Unlike his father, King Noah, who had preceded him on the throne, Limhi was a courageous and a God-fearing man. He had seen the afflictions of his people increase with the examples his father had set, and, with them, he had suffered the burdensome tasks that were imposed by their Lamanite bondsmen.
No doubt, Limhi was a student of the Sacred Scriptures; in them he found where God had delivered the Children of Israel from Egyptian bondage and had caused that they should escape the perils of their long journey in the wilderness. He read where the Lord had brought them through the Red Sea on dry ground, and that He had fed them with manna from above. King Limhi also read where, in the dry Arabian Desert, water, by the power of God, was brought forth from the granite rock so that the Children of Israel could slake their thirst. Of these things, Limhi reminded his people, and from hearing them again they gained courage and hope.
Limhi then turned to their own experiences. This same God, he said, brought their fathers out of Jerusalem and thereby saved them from wicked bondage under unpitying enemies.
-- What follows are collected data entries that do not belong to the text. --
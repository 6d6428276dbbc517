//! Feature card value objects

use std::fmt;
use std::str::FromStr;

use serde::{Deserialize, Serialize};

use crate::domain::error::InvalidCategoryError;

/// Grouping for feature cards
#[derive(Debug, Clone, Copy, PartialEq, Eq, Hash, Serialize, Deserialize)]
#[serde(rename_all = "lowercase")]
pub enum FeatureCategory {
    Reliability,
    Performance,
    Usability,
    Scalability,
}

impl FeatureCategory {
    /// Get the string identifier for this category
    pub const fn as_str(&self) -> &'static str {
        match self {
            Self::Reliability => "reliability",
            Self::Performance => "performance",
            Self::Usability => "usability",
            Self::Scalability => "scalability",
        }
    }
}

impl FromStr for FeatureCategory {
    type Err = InvalidCategoryError;

    fn from_str(s: &str) -> Result<Self, Self::Err> {
        match s.trim().to_lowercase().as_str() {
            "reliability" => Ok(Self::Reliability),
            "performance" => Ok(Self::Performance),
            "usability" => Ok(Self::Usability),
            "scalability" => Ok(Self::Scalability),
            _ => Err(InvalidCategoryError { input: s.to_string() }),
        }
    }
}

impl fmt::Display for FeatureCategory {
    fn fmt(&self, f: &mut fmt::Formatter<'_>) -> fmt::Result {
        write!(f, "{}", self.as_str())
    }
}

/// Icon shown in a feature card header
#[derive(Debug, Clone, Copy, PartialEq, Eq, Hash, Serialize, Deserialize)]
#[serde(rename_all = "kebab-case")]
pub enum FeatureIcon {
    Shield,
    History,
    RotateCw,
    HardDrive,
}

impl FeatureIcon {
    /// Terminal glyph for the icon
    pub const fn glyph(&self) -> &'static str {
        match self {
            Self::Shield => "⛨",
            Self::History => "↺",
            Self::RotateCw => "⟳",
            Self::HardDrive => "▤",
        }
    }
}

/// A single feature card
#[derive(Debug, Clone, PartialEq, Eq, Serialize, Deserialize)]
pub struct Feature {
    pub title: String,
    pub description: String,
    pub icon: FeatureIcon,
    pub category: FeatureCategory,
}

impl Feature {
    /// Create a feature card
    pub fn new(
        title: impl Into<String>,
        description: impl Into<String>,
        icon: FeatureIcon,
        category: FeatureCategory,
    ) -> Self {
        Self {
            title: title.into(),
            description: description.into(),
            icon,
            category,
        }
    }
}

#[cfg(test)]
mod tests {
    use super::*;

    #[test]
    fn parse_all_categories() {
        for category in [
            FeatureCategory::Reliability,
            FeatureCategory::Performance,
            FeatureCategory::Usability,
            FeatureCategory::Scalability,
        ] {
            assert_eq!(
                category.as_str().parse::<FeatureCategory>().unwrap(),
                category
            );
        }
    }

    #[test]
    fn parse_case_insensitive() {
        assert_eq!(
            " Reliability ".parse::<FeatureCategory>().unwrap(),
            FeatureCategory::Reliability
        );
    }

    #[test]
    fn parse_invalid() {
        let err = "speed".parse::<FeatureCategory>().unwrap_err();
        assert!(err.to_string().contains("speed"));
    }

    #[test]
    fn category_serializes_lowercase() {
        let json = serde_json::to_string(&FeatureCategory::Performance).unwrap();
        assert_eq!(json, "\"performance\"");
    }

    #[test]
    fn icon_serializes_kebab_case() {
        let json = serde_json::to_string(&FeatureIcon::RotateCw).unwrap();
        assert_eq!(json, "\"rotate-cw\"");
    }
}
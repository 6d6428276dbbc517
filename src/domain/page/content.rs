//! Landing page content

use serde::{Deserialize, Serialize};

use super::feature::{Feature, FeatureCategory, FeatureIcon};

/// Container command shown in the run snippet
pub const DEFAULT_RUN_COMMAND: &str = "docker run -p 8080:8080 nishank02/smoldb:latest";

/// Where the project lives
pub const REPOSITORY_URL: &str = "https://github.com/themillenniumfalcon/smolDB";

/// Everything the landing page displays.
#[derive(Debug, Clone, PartialEq, Eq, Serialize, Deserialize)]
pub struct PageContent {
    pub title: String,
    pub tagline: String,
    pub repository_url: String,
    pub features: Vec<Feature>,
    pub run_command: String,
}

impl PageContent {
    /// The smolDB landing page
    pub fn smoldb() -> Self {
        Self {
            title: "smolDB".to_string(),
            tagline: "Check the repository out on GitHub.".to_string(),
            repository_url: REPOSITORY_URL.to_string(),
            features: vec![
                Feature::new(
                    "Production Durability",
                    "Write-Ahead Logging with configurable fsync modes and group commit.",
                    FeatureIcon::Shield,
                    FeatureCategory::Reliability,
                ),
                Feature::new(
                    "Crash Recovery",
                    "Automatic recovery via checkpoints and WAL replay.",
                    FeatureIcon::History,
                    FeatureCategory::Reliability,
                ),
                Feature::new(
                    "Smart Checkpointing",
                    "Periodic snapshots with WAL truncation for optimal performance.",
                    FeatureIcon::RotateCw,
                    FeatureCategory::Performance,
                ),
                Feature::new(
                    "Efficient Storage",
                    "Atomic WAL truncation with human-readable JSON format.",
                    FeatureIcon::HardDrive,
                    FeatureCategory::Performance,
                ),
            ],
            run_command: DEFAULT_RUN_COMMAND.to_string(),
        }
    }

    /// Replace the run command shown in the snippet
    pub fn with_run_command(mut self, command: impl Into<String>) -> Self {
        self.run_command = command.into();
        self
    }

    /// Features belonging to one category, in page order
    pub fn features_in(&self, category: FeatureCategory) -> impl Iterator<Item = &Feature> {
        self.features
            .iter()
            .filter(move |feature| feature.category == category)
    }
}

impl Default for PageContent {
    fn default() -> Self {
        Self::smoldb()
    }
}
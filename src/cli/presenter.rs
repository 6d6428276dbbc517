//! CLI presenter for output formatting

use std::io::{self, IsTerminal, Write};

use colored::{Color, Colorize};

use crate::domain::copy::CopyIndicator;
use crate::domain::page::{Feature, PageContent};
use crate::domain::theme::ThemeMode;

/// Label on the copy affordance
pub const COPY_LABEL: &str = "Copy command";

/// Label shown while the copy is confirmed
pub const COPIED_LABEL: &str = "Copied";

const RULE_WIDTH: usize = 48;

/// Colors used for one theme
#[derive(Debug, Clone, Copy, PartialEq, Eq)]
struct Palette {
    accent: Color,
    text: Color,
    muted: Color,
    success: Color,
}

impl Palette {
    fn for_mode(mode: ThemeMode) -> Self {
        match mode {
            ThemeMode::Light => Self {
                accent: Color::Blue,
                text: Color::Black,
                muted: Color::BrightBlack,
                success: Color::Green,
            },
            // System is resolved before we get here
            ThemeMode::Dark | ThemeMode::System => Self {
                accent: Color::Cyan,
                text: Color::BrightWhite,
                muted: Color::BrightBlack,
                success: Color::BrightGreen,
            },
        }
    }
}

/// Presenter for CLI output formatting
pub struct Presenter {
    palette: Palette,
    /// stdout is a terminal, so lines can be rewritten in place
    live: bool,
}

impl Presenter {
    /// Create a presenter with the system theme
    pub fn new() -> Self {
        Self::with_theme(ThemeMode::System)
    }

    /// Create a presenter for a theme, resolving `system` from the terminal
    pub fn with_theme(theme: ThemeMode) -> Self {
        let colorfgbg = std::env::var("COLORFGBG").ok();
        Self {
            palette: Palette::for_mode(theme.resolve(colorfgbg.as_deref())),
            live: io::stdout().is_terminal(),
        }
    }

    /// Format the whole landing page
    pub fn render_page(&self, page: &PageContent, indicator: CopyIndicator) -> String {
        let features: Vec<&Feature> = page.features.iter().collect();
        self.render_page_with(page, &features, indicator)
    }

    /// Format the landing page with a chosen subset of features
    pub fn render_page_with(
        &self,
        page: &PageContent,
        features: &[&Feature],
        indicator: CopyIndicator,
    ) -> String {
        let p = self.palette;
        let rule = "─".repeat(RULE_WIDTH).color(p.muted).to_string();
        let mut out = String::new();

        out.push_str(&format!("{}\n", page.title.color(p.text).bold()));
        out.push_str(&format!("{}\n", page.tagline.color(p.muted)));
        out.push_str(&format!("{}\n", page.repository_url.color(p.accent).underline()));
        out.push_str(&format!("\n{}\n\n", rule));

        for feature in features {
            out.push_str(&self.render_feature(feature));
            out.push('\n');
        }

        out.push_str(&format!("{}\n\n", rule));
        out.push_str(&self.render_copy_line(&page.run_command, indicator));
        out.push('\n');
        out
    }

    /// Format one feature card
    pub fn render_feature(&self, feature: &Feature) -> String {
        let p = self.palette;
        format!(
            "{} {}\n  {}\n",
            feature.icon.glyph().color(p.accent),
            feature.title.color(p.text).bold(),
            feature.description.color(p.muted)
        )
    }

    /// Format the run snippet with its copy affordance.
    /// The glyph is a pure function of the indicator.
    pub fn render_copy_line(&self, command: &str, indicator: CopyIndicator) -> String {
        let p = self.palette;
        let button = match indicator {
            CopyIndicator::Idle => {
                format!("[{} {}]", indicator.glyph(), COPY_LABEL).color(p.muted)
            }
            CopyIndicator::Confirmed => {
                format!("[{} {}]", indicator.glyph(), COPIED_LABEL).color(p.success)
            }
        };
        format!("  {}  {}", command.color(p.text), button)
    }

    /// Print the landing page to stdout
    pub fn page(&self, page: &PageContent, indicator: CopyIndicator) {
        print!("{}", self.render_page(page, indicator));
        let _ = io::stdout().flush();
    }

    /// Redraw the copy line in place, or append it when stdout is not a terminal
    pub fn redraw_copy_line(&self, command: &str, indicator: CopyIndicator) {
        print!("{}", self.redraw_text(command, indicator));
        let _ = io::stdout().flush();
    }

    /// Move past a line left open by [`Presenter::redraw_copy_line`]
    pub fn end_redraw(&self) {
        if self.live {
            println!();
        }
    }

    fn redraw_text(&self, command: &str, indicator: CopyIndicator) -> String {
        let line = self.render_copy_line(command, indicator);
        if self.live {
            format!("\r\x1b[2K{}", line)
        } else {
            format!("{}\n", line)
        }
    }

    /// Print info message to stderr
    pub fn info(&self, message: &str) {
        eprintln!("{} {}", "ℹ".color(self.palette.accent), message);
    }

    /// Print success message to stderr
    pub fn success(&self, message: &str) {
        eprintln!("{} {}", "✓".color(self.palette.success), message);
    }

    /// Print error message to stderr
    pub fn error(&self, message: &str) {
        eprintln!("{} {}", "✗".red(), message);
    }

    /// Output text to stdout
    pub fn output(&self, text: &str) {
        println!("{}", text);
    }

    /// Print a key-value pair (for config list)
    pub fn key_value(&self, key: &str, value: &str) {
        println!("{}: {}", key.color(self.palette.accent), value);
    }
}

impl Default for Presenter {
    fn default() -> Self {
        Self::new()
    }
}
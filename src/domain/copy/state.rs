//! Copy widget state machine

use std::fmt;

/// Visual state of the copy widget, derived from the pending counter.
#[derive(Debug, Clone, Copy, PartialEq, Eq, Hash, Default)]
pub enum CopyIndicator {
    #[default]
    Idle,
    Confirmed,
}

impl CopyIndicator {
    /// Get the string representation
    pub const fn as_str(&self) -> &'static str {
        match self {
            Self::Idle => "idle",
            Self::Confirmed => "confirmed",
        }
    }

    /// Glyph rendered for this state: a copy mark while idle, a check once copied
    pub const fn glyph(&self) -> &'static str {
        match self {
            Self::Idle => "⧉",
            Self::Confirmed => "✓",
        }
    }

    /// Whether the confirmation is currently shown
    pub const fn is_confirmed(&self) -> bool {
        matches!(self, Self::Confirmed)
    }
}

impl fmt::Display for CopyIndicator {
    fn fmt(&self, f: &mut fmt::Formatter<'_>) -> fmt::Result {
        write!(f, "{}", self.as_str())
    }
}

/// Counter of open confirmation windows.
///
/// Every successful copy opens one window (`confirm`) and every elapsed
/// dwell closes one (`release`). The widget shows the confirmation while
/// at least one window is open, so overlapping activations merge into a
/// single confirmed period.
///
/// State machine:
///   IDLE -> CONFIRMED (confirm)
///   CONFIRMED -> CONFIRMED (confirm, or release with windows left)
///   CONFIRMED -> IDLE (release of the last window)
#[derive(Debug, Default)]
pub struct CopyState {
    pending_count: u32,
    disposed: bool,
}

impl CopyState {
    /// Create a new state with no open windows
    pub fn new() -> Self {
        Self {
            pending_count: 0,
            disposed: false,
        }
    }

    /// Number of open confirmation windows
    pub fn pending_count(&self) -> u32 {
        self.pending_count
    }

    /// Current derived indicator
    pub fn indicator(&self) -> CopyIndicator {
        if self.pending_count > 0 {
            CopyIndicator::Confirmed
        } else {
            CopyIndicator::Idle
        }
    }

    /// Whether the owning widget has been torn down
    pub fn is_disposed(&self) -> bool {
        self.disposed
    }

    /// Open a confirmation window. Returns the indicator after the change.
    /// No-op once disposed.
    pub fn confirm(&mut self) -> CopyIndicator {
        if !self.disposed {
            self.pending_count = self.pending_count.saturating_add(1);
        }
        self.indicator()
    }

    /// Close a confirmation window. Returns the indicator after the change.
    /// Never goes below zero and is a no-op once disposed.
    pub fn release(&mut self) -> CopyIndicator {
        if !self.disposed {
            self.pending_count = self.pending_count.saturating_sub(1);
        }
        self.indicator()
    }

    /// Freeze the state; later confirms and releases have no effect
    pub fn dispose(&mut self) {
        self.disposed = true;
    }
}
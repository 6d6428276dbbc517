//! Notifier that drops every message

use async_trait::async_trait;
use tracing::trace;

use crate::application::ports::{NotificationError, NotificationIcon, Notifier};

/// Used when notifications are turned off
#[derive(Debug, Default, Clone, Copy)]
pub struct SilentNotifier;

#[async_trait]
impl Notifier for SilentNotifier {
    async fn notify(
        &self,
        _title: &str,
        message: &str,
        _icon: NotificationIcon,
    ) -> Result<(), NotificationError> {
        trace!(message, "notification suppressed");
        Ok(())
    }
}

#[cfg(test)]
mod tests {
    use super::*;

    #[tokio::test]
    async fn silent_notifier_always_succeeds() {
        assert!(SilentNotifier.success("Text copied").await.is_ok());
        assert!(SilentNotifier.failure("nope").await.is_ok());
    }
}
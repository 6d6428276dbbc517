//! Application layer - Use cases and port interfaces
//!
//! Contains the copy widget use case and trait definitions
//! for external system interactions.

pub mod copy_action;
pub mod ports;

// Re-export use cases
pub use copy_action::{CopyAction, CopyConfig, CopyError, COPIED_MESSAGE, COPY_FAILED_MESSAGE};
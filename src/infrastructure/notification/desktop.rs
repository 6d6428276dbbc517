//! Cross-platform notification adapter using notify-rust
//!
//! Works on Windows, macOS, and Linux.

use async_trait::async_trait;

use crate::application::ports::{NotificationError, NotificationIcon, Notifier};

use super::{APP_NAME, TOAST_TIMEOUT_MS};

/// Cross-platform notifier using notify-rust
pub struct NotifyRustNotifier {
    app_name: String,
    timeout_ms: u32,
}

impl NotifyRustNotifier {
    /// Create a new notify-rust notifier
    pub fn new() -> Self {
        Self::with_app_name(APP_NAME)
    }

    /// Create with custom app name
    pub fn with_app_name(app_name: impl Into<String>) -> Self {
        Self {
            app_name: app_name.into(),
            timeout_ms: TOAST_TIMEOUT_MS,
        }
    }
}

impl Default for NotifyRustNotifier {
    fn default() -> Self {
        Self::new()
    }
}

#[async_trait]
impl Notifier for NotifyRustNotifier {
    async fn notify(
        &self,
        title: &str,
        message: &str,
        icon: NotificationIcon,
    ) -> Result<(), NotificationError> {
        let title = title.to_owned();
        let message = message.to_owned();
        let app_name = self.app_name.clone();
        let timeout_ms = self.timeout_ms;

        // notify-rust talks to the notification daemon synchronously
        tokio::task::spawn_blocking(move || {
            notify_rust::Notification::new()
                .appname(&app_name)
                .summary(&title)
                .body(&message)
                .icon(icon.icon_name())
                .timeout(notify_rust::Timeout::Milliseconds(timeout_ms))
                .show()
                .map_err(|e| NotificationError::SendFailed(e.to_string()))?;

            Ok(())
        })
        .await
        .map_err(|e| NotificationError::SendFailed(format!("Task join error: {}", e)))?
    }
}
//! Notification infrastructure module
//!
//! Provides desktop notifications through notify-rust or `notify-send`,
//! plus a silent notifier for when toasts are disabled.

mod desktop;
mod notify_send;
mod silent;

pub use desktop::NotifyRustNotifier;
pub use notify_send::NotifySendNotifier;
pub use silent::SilentNotifier;

use crate::application::ports::Notifier;
use crate::domain::config::NotifierTool;

/// Application name shown by the notification daemon
pub const APP_NAME: &str = "smolDB";

/// How long a toast stays on screen before the daemon dismisses it
pub const TOAST_TIMEOUT_MS: u32 = 4000;

/// Create the notifier matching the `notify` and `notifier` settings
pub fn create_notifier(enabled: bool, tool: NotifierTool) -> Box<dyn Notifier> {
    if !enabled {
        return Box::new(SilentNotifier);
    }
    match tool {
        NotifierTool::NotifyRust => Box::new(NotifyRustNotifier::new()),
        NotifierTool::NotifySend => Box::new(NotifySendNotifier::new()),
    }
}
//! Tracing subscriber setup

use tracing_subscriber::{fmt, EnvFilter};

/// Default filter for a verbosity level; `RUST_LOG` takes precedence
pub fn default_filter(verbose: u8) -> &'static str {
    match verbose {
        0 => "smoldb_site=warn",
        1 => "smoldb_site=debug",
        _ => "smoldb_site=trace",
    }
}

/// Install the global subscriber, writing to stderr
pub fn init(verbose: u8) {
    let filter = EnvFilter::try_from_default_env()
        .unwrap_or_else(|_| EnvFilter::new(default_filter(verbose)));

    // A second init (e.g. from tests) is harmless
    let _ = fmt()
        .with_env_filter(filter)
        .with_writer(std::io::stderr)
        .with_target(false)
        .try_init();
}
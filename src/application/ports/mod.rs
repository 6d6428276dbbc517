//! Port interfaces (traits) for external systems
//!
//! These traits define the boundaries between the application
//! and infrastructure layers.

pub mod clipboard;
pub mod config;
pub mod notifier;

// Re-export common types
pub use clipboard::{Clipboard, ClipboardError};
pub use config::ConfigStore;
pub use notifier::{NotificationError, NotificationIcon, Notifier};
//! Config command handler

use crate::application::ports::ConfigStore;
use crate::domain::config::{AppConfig, ClipboardTool, NotifierTool};
use crate::domain::copy::DwellTime;
use crate::domain::error::ConfigError;
use crate::domain::theme::ThemeMode;

use super::args::{is_valid_config_key, ConfigAction, VALID_CONFIG_KEYS};
use super::presenter::Presenter;

const NOT_SET: &str = "(not set)";

/// Handle config subcommand
pub async fn handle_config_command<S: ConfigStore>(
    action: ConfigAction,
    store: &S,
    presenter: &Presenter,
) -> Result<(), ConfigError> {
    match action {
        ConfigAction::Init => handle_init(store, presenter).await,
        ConfigAction::Set { key, value } => handle_set(store, presenter, &key, &value).await,
        ConfigAction::Get { key } => handle_get(store, presenter, &key).await,
        ConfigAction::List => handle_list(store, presenter).await,
        ConfigAction::Path => handle_path(store, presenter),
    }
}

async fn handle_init<S: ConfigStore>(store: &S, presenter: &Presenter) -> Result<(), ConfigError> {
    store.init().await?;
    presenter.success(&format!(
        "Config file created at: {}",
        store.path().display()
    ));
    Ok(())
}

async fn handle_set<S: ConfigStore>(
    store: &S,
    presenter: &Presenter,
    key: &str,
    value: &str,
) -> Result<(), ConfigError> {
    ensure_known_key(key)?;

    let mut config = store.load().await?;
    apply_config_value(&mut config, key, value)?;

    store.save(&config).await?;
    presenter.success(&format!("{} = {}", key, value));

    Ok(())
}

async fn handle_get<S: ConfigStore>(
    store: &S,
    presenter: &Presenter,
    key: &str,
) -> Result<(), ConfigError> {
    ensure_known_key(key)?;

    let config = store.load().await?;
    let value = config_value(&config, key).unwrap_or_else(|| NOT_SET.to_string());
    presenter.output(&value);

    Ok(())
}

async fn handle_list<S: ConfigStore>(store: &S, presenter: &Presenter) -> Result<(), ConfigError> {
    let config = store.load().await?;

    for key in VALID_CONFIG_KEYS {
        let value = config_value(&config, key).unwrap_or_else(|| NOT_SET.to_string());
        presenter.key_value(key, &value);
    }

    Ok(())
}

fn handle_path<S: ConfigStore>(store: &S, presenter: &Presenter) -> Result<(), ConfigError> {
    presenter.output(&store.path().to_string_lossy());
    Ok(())
}

fn ensure_known_key(key: &str) -> Result<(), ConfigError> {
    if is_valid_config_key(key) {
        return Ok(());
    }
    Err(ConfigError::ValidationError {
        key: key.to_string(),
        message: format!("Unknown key. Valid keys: {}", VALID_CONFIG_KEYS.join(", ")),
    })
}

/// Current value of a key as displayed by `get`/`list`
fn config_value(config: &AppConfig, key: &str) -> Option<String> {
    match key {
        "dwell_ms" => config.dwell_ms.map(|ms| ms.to_string()),
        "notify" => config.notify.map(|b| b.to_string()),
        "notify_failure" => config.notify_failure.map(|b| b.to_string()),
        "notifier" => config.notifier.clone(),
        "theme" => config.theme.clone(),
        "clipboard_tool" => config.clipboard_tool.clone(),
        "command" => config.command.clone(),
        _ => None,
    }
}

/// Validate `value` for `key` and store it in normalized form
fn apply_config_value(config: &mut AppConfig, key: &str, value: &str) -> Result<(), ConfigError> {
    let invalid = |message: String| ConfigError::ValidationError {
        key: key.to_string(),
        message,
    };

    match key {
        "dwell_ms" => {
            let dwell = value
                .parse::<DwellTime>()
                .map_err(|e| invalid(e.to_string()))?;
            config.dwell_ms = Some(dwell.as_millis());
        }
        "notify" => {
            config.notify = Some(
                parse_bool(value)
                    .map_err(|_| invalid("Value must be 'true' or 'false'".to_string()))?,
            );
        }
        "notify_failure" => {
            config.notify_failure = Some(
                parse_bool(value)
                    .map_err(|_| invalid("Value must be 'true' or 'false'".to_string()))?,
            );
        }
        "notifier" => {
            let tool = value.parse::<NotifierTool>().map_err(invalid)?;
            config.notifier = Some(tool.to_string());
        }
        "theme" => {
            let theme = value
                .parse::<ThemeMode>()
                .map_err(|e| invalid(e.to_string()))?;
            config.theme = Some(theme.to_string());
        }
        "clipboard_tool" => {
            let tool = value.parse::<ClipboardTool>().map_err(invalid)?;
            config.clipboard_tool = Some(tool.to_string());
        }
        "command" => {
            if value.trim().is_empty() {
                return Err(invalid("Command must not be empty".to_string()));
            }
            config.command = Some(value.to_string());
        }
        _ => {
            return Err(invalid(format!(
                "Unknown key. Valid keys: {}",
                VALID_CONFIG_KEYS.join(", ")
            )))
        }
    }
    Ok(())
}

/// Parse a boolean value
fn parse_bool(value: &str) -> Result<bool, ()> {
    match value.to_lowercase().as_str() {
        "true" | "yes" | "1" => Ok(true),
        "false" | "no" | "0" => Ok(false),
        _ => Err(()),
    }
}

#[cfg(test)]
mod tests {
    use super::*;
    use crate::infrastructure::XdgConfigStore;
    use tempfile::TempDir;

    #[test]
    fn parse_bool_values() {
        assert_eq!(parse_bool("true"), Ok(true));
        assert_eq!(parse_bool("NO"), Ok(false));
        assert_eq!(parse_bool("1"), Ok(true));
        assert!(parse_bool("maybe").is_err());
    }

    #[test]
    fn dwell_is_normalized_to_millis() {
        let mut config = AppConfig::empty();
        apply_config_value(&mut config, "dwell_ms", "2s").unwrap();
        assert_eq!(config.dwell_ms, Some(2000));
    }

    #[test]
    fn zero_dwell_is_rejected() {
        let mut config = AppConfig::empty();
        let err = apply_config_value(&mut config, "dwell_ms", "0").unwrap_err();
        assert!(matches!(err, ConfigError::ValidationError { .. }));
        assert!(config.dwell_ms.is_none());
    }

    #[test]
    fn theme_is_validated() {
        let mut config = AppConfig::empty();
        apply_config_value(&mut config, "theme", "Dark").unwrap();
        assert_eq!(config.theme, Some("dark".to_string()));
        assert!(apply_config_value(&mut config, "theme", "sepia").is_err());
    }

    #[test]
    fn clipboard_tool_is_validated() {
        let mut config = AppConfig::empty();
        apply_config_value(&mut config, "clipboard_tool", "wlcopy").unwrap();
        assert_eq!(config.clipboard_tool, Some("wl-copy".to_string()));
        assert!(apply_config_value(&mut config, "clipboard_tool", "xsel").is_err());
    }

    #[test]
    fn notifier_is_validated() {
        let mut config = AppConfig::empty();
        apply_config_value(&mut config, "notifier", "NOTIFY-SEND").unwrap();
        assert_eq!(config.notifier, Some("notify-send".to_string()));
        assert!(apply_config_value(&mut config, "notifier", "growl").is_err());
    }

    #[test]
    fn blank_command_is_rejected() {
        let mut config = AppConfig::empty();
        assert!(apply_config_value(&mut config, "command", "  ").is_err());
        apply_config_value(&mut config, "command", "docker run smoldb").unwrap();
        assert_eq!(config_value(&config, "command").as_deref(), Some("docker run smoldb"));
    }

    #[test]
    fn unknown_key_is_rejected() {
        let err = ensure_known_key("api_key").unwrap_err();
        assert!(err.to_string().contains("Unknown key"));
    }

    #[tokio::test]
    async fn set_then_get_round_trips_through_store() {
        let dir = TempDir::new().unwrap();
        let store = XdgConfigStore::with_path(dir.path().join("config.toml"));
        let presenter = Presenter::new();

        handle_set(&store, &presenter, "notify", "false").await.unwrap();
        handle_set(&store, &presenter, "dwell_ms", "750").await.unwrap();

        let config = store.load().await.unwrap();
        assert_eq!(config.notify, Some(false));
        assert_eq!(config.dwell_ms, Some(750));
    }
}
God has preserved this people until now according to the promise He made to them when first Lehi's colony disembarked from the ship which under divine guidance they had prepared. The Lord promised them that as long as they were obedient and kept His commandments, they would be blessed and prospered in the land. King Limhi now declared that through no other faults than their own, they were in sore bondage to the Lamanites. He said it was the result of wickedness and the abominations of which they were guilty that the Lord "has brought us into bondage."